Big names in bioethics are falling out over how the burgeoning field should set its own ethical boundaries.

The controversy has been ignited by a report by a task force of ten leading bioethicists which outlines how bioethicists should interact with companies that seek their advice.

The task force was convened by two bioethics societies last year. Its report, in the May/June issue of the Hastings Center Report, suggests ways in which bioethicists can safeguard their independence when doing for-profit consulting. It covers issues such as disclosure, confidentiality contracts and compensation.

But in an accompanying commentary, bioethicists Stuart Youngner of Case Western Reserve University in Cleveland, Ohio, and Robert Arnold of the University of Pittsburgh in Pennsylvania dismiss the guidelines as “a 'how-to' manual for a new guild interested in promoting what it already does”. They also say that task-force members have not disclosed their own corporate ties.

The dispute arises as bioethics is coming of age as a profession in the United States. As the field gains influence in the media and in policy-making, industrial companies have begun to engage bioethicists to assess controversial work — and to convince the public that they are taking ethics seriously.

Bioethicists are being offered board positions, consulting contracts, research grants and even stock options. Some of them worry that, as a result, industry is co-opting the field. Others argue that corporate money poses no threat provided that bioethicists declare it and manage corporate relationships with care.

The Hastings Center Report, the journal of the bioethics centre of that name in Garrison, New York, began asking contributors to declare conflicts of interest last year. But the task force's own declaration merely says that eight of the ten authors have “performed consultations of the type described in this article”.

That's not good enough, say Youngner and Arnold. Their commentary argues that readers need more information to evaluate the panel's conclusions. To make their point, the two dissidents asked the journal to print exhaustive details of their own income from corporate sources — which it declined to do.

In an editorial, the journal says it doesn't think lengthy disclosures will benefit its readers, as “the facts would lose their punch” and “authors would use the space to subtly spin those facts and forestall readers' concerns”.

The co-chairman of the task force, Baruch Brody of Baylor College of Medicine in Houston, Texas, notes that science journals' disclosure statements never include sums of money. He also doesn't see the need for the task-force members to name companies with which they are associated in this case, because no firm stands to benefit from their published opinions.

“The purpose of disclosure is to put people on notice that there's the potential for bias. We've done that,” says Brody. But he admits that confidentiality agreements stop him revealing some of his corporate relationships. He says he avoids potential conflict by never publicly discussing bioethics issues relating to those companies.

Arthur Caplan: declares funding.

Such agreements worry Arnold because they rely on the bioethicist to assess where a conflict might arise. “I was saddened by the fact that the committee took a very soft position on secrecy agreements,” he says.

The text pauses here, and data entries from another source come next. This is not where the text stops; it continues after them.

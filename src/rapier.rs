//! Rapier2D physics backend implementation.
//!
//! This module provides the physics backend for Bevy Rapier2D.
//! Enable with the `rapier2d` feature.

use bevy::prelude::*;
use bevy_rapier2d::prelude::*;

use crate::backend::CharacterPhysicsBackend;
use crate::collision::ProbeHit;
use crate::config::WallJumpConfig;
use crate::detection::{WallProbe, WallSurface};
use crate::events::{ContactPhase, WallContactEvent};
use crate::state::WallJumpState;
use crate::WallJumpSet;

/// Rapier2D physics backend for the wall jump controller.
///
/// Kinematic access goes through `bevy_rapier2d`'s `Velocity` component and
/// the entity `Transform`. Probe raycasts and contact event translation are
/// handled by dedicated sensor systems registered by [`Rapier2dBackendPlugin`],
/// which receive `RapierContext` as a system parameter.
pub struct Rapier2dBackend;

impl CharacterPhysicsBackend for Rapier2dBackend {
    fn plugin() -> impl Plugin {
        Rapier2dBackendPlugin
    }

    fn get_velocity(world: &World, entity: Entity) -> Vec2 {
        world
            .get::<Velocity>(entity)
            .map(|v| v.linvel)
            .unwrap_or(Vec2::ZERO)
    }

    fn set_velocity(world: &mut World, entity: Entity, velocity: Vec2) {
        if let Some(mut vel) = world.get_mut::<Velocity>(entity) {
            vel.linvel = velocity;
        }
    }

    fn get_position(world: &World, entity: Entity) -> Vec2 {
        world
            .get::<Transform>(entity)
            .map(|t| t.translation.xy())
            .or_else(|| {
                world
                    .get::<GlobalTransform>(entity)
                    .map(|t| t.translation().xy())
            })
            .unwrap_or(Vec2::ZERO)
    }

    fn set_position(world: &mut World, entity: Entity, position: Vec2) {
        if let Some(mut transform) = world.get_mut::<Transform>(entity) {
            transform.translation.x = position.x;
            transform.translation.y = position.y;
        }
    }

    fn get_rotation(world: &World, entity: Entity) -> f32 {
        world
            .get::<Transform>(entity)
            .map(|t| {
                let (_, _, z) = t.rotation.to_euler(EulerRot::XYZ);
                z
            })
            .unwrap_or(0.0)
    }

    fn set_rotation(world: &mut World, entity: Entity, angle: f32) {
        if let Some(mut transform) = world.get_mut::<Transform>(entity) {
            transform.rotation = Quat::from_rotation_z(angle);
        }
    }
}

/// Plugin that sets up Rapier2D-specific sensor systems for the controller.
pub struct Rapier2dBackendPlugin;

impl Plugin for Rapier2dBackendPlugin {
    fn build(&self, app: &mut App) {
        app.add_systems(
            Update,
            (rapier_wall_probe, rapier_contact_events).in_set(WallJumpSet::Sensors),
        );
    }
}

/// Bundle of Rapier components a wall jumping character needs.
///
/// Rotation is locked because the controller scripts the body's orientation
/// directly through the `Transform`. `ActiveEvents::COLLISION_EVENTS` is
/// required for the discrete contact path to fire at all.
#[derive(Bundle)]
pub struct RapierWallJumpBundle {
    /// Dynamic rigid body driven by assigned velocities.
    pub rigid_body: RigidBody,
    /// Linear/angular velocity state.
    pub velocity: Velocity,
    /// Locks physics-driven rotation.
    pub locked_axes: LockedAxes,
    /// Enables collision event generation for this body.
    pub active_events: ActiveEvents,
}

impl Default for RapierWallJumpBundle {
    fn default() -> Self {
        Self {
            rigid_body: RigidBody::Dynamic,
            velocity: Velocity::default(),
            locked_axes: LockedAxes::ROTATION_LOCKED,
            active_events: ActiveEvents::COLLISION_EVENTS,
        }
    }
}

impl RapierWallJumpBundle {
    /// Create the default bundle.
    pub fn new() -> Self {
        Self::default()
    }
}

/// Cast each character's wall probe against `WallSurface` colliders.
fn rapier_wall_probe(
    rapier: ReadRapierContext,
    walls: Query<(), With<WallSurface>>,
    mut characters: Query<(
        Entity,
        &Transform,
        &WallJumpState,
        &WallJumpConfig,
        &mut WallProbe,
    )>,
) {
    let context = rapier.single();

    for (entity, transform, state, config, mut probe) in &mut characters {
        probe.origin = transform.translation.xy();
        probe.direction = state.wall_side.probe_direction();
        probe.length = config.probe_distance;

        let predicate = |candidate: Entity| walls.contains(candidate);
        let filter = QueryFilter::new()
            .exclude_collider(entity)
            .predicate(&predicate);

        probe.result = context
            .cast_ray_and_get_normal(probe.origin, probe.direction, probe.length, true, filter)
            .map(|(hit_entity, intersection)| {
                ProbeHit::new(
                    intersection.time_of_impact,
                    intersection.normal,
                    intersection.point,
                    Some(hit_entity),
                )
            });
    }
}

/// Translate Rapier collision events on `WallSurface` colliders into
/// `WallContactEvent`s for the controller.
fn rapier_contact_events(
    mut collisions: EventReader<CollisionEvent>,
    walls: Query<(), With<WallSurface>>,
    characters: Query<(), With<WallJumpState>>,
    mut contacts: EventWriter<WallContactEvent>,
) {
    for collision in collisions.read() {
        let (first, second, phase) = match *collision {
            CollisionEvent::Started(a, b, _) => (a, b, ContactPhase::Started),
            CollisionEvent::Stopped(a, b, _) => (a, b, ContactPhase::Stopped),
        };

        let character = if characters.contains(first) && walls.contains(second) {
            first
        } else if characters.contains(second) && walls.contains(first) {
            second
        } else {
            continue;
        };

        contacts.send(WallContactEvent { character, phase });
    }
}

Arnold is also worried about problems posed by companies sponsoring academic centres. The Center for Bioethics at the University of Pennsylvania School of Medicine, directed by task-force member Arthur Caplan, for example, has taken funding from companies such as Celera Genomics of Rockville, Maryland, and Monsanto of St Louis, Missouri.

But Virginia Sharpe of the Center for Science in the Public Interest, a pressure group based in Washington DC, says that Caplan's is the only centre of 89 she surveyed that posts funding information on its website.

The bioethics societies have yet to act on the task force's findings, which have split their community. “This has been the most divisive issue in the field as long as I've been in it,” says task-force member Jeffrey Kahn of the University of Minnesota.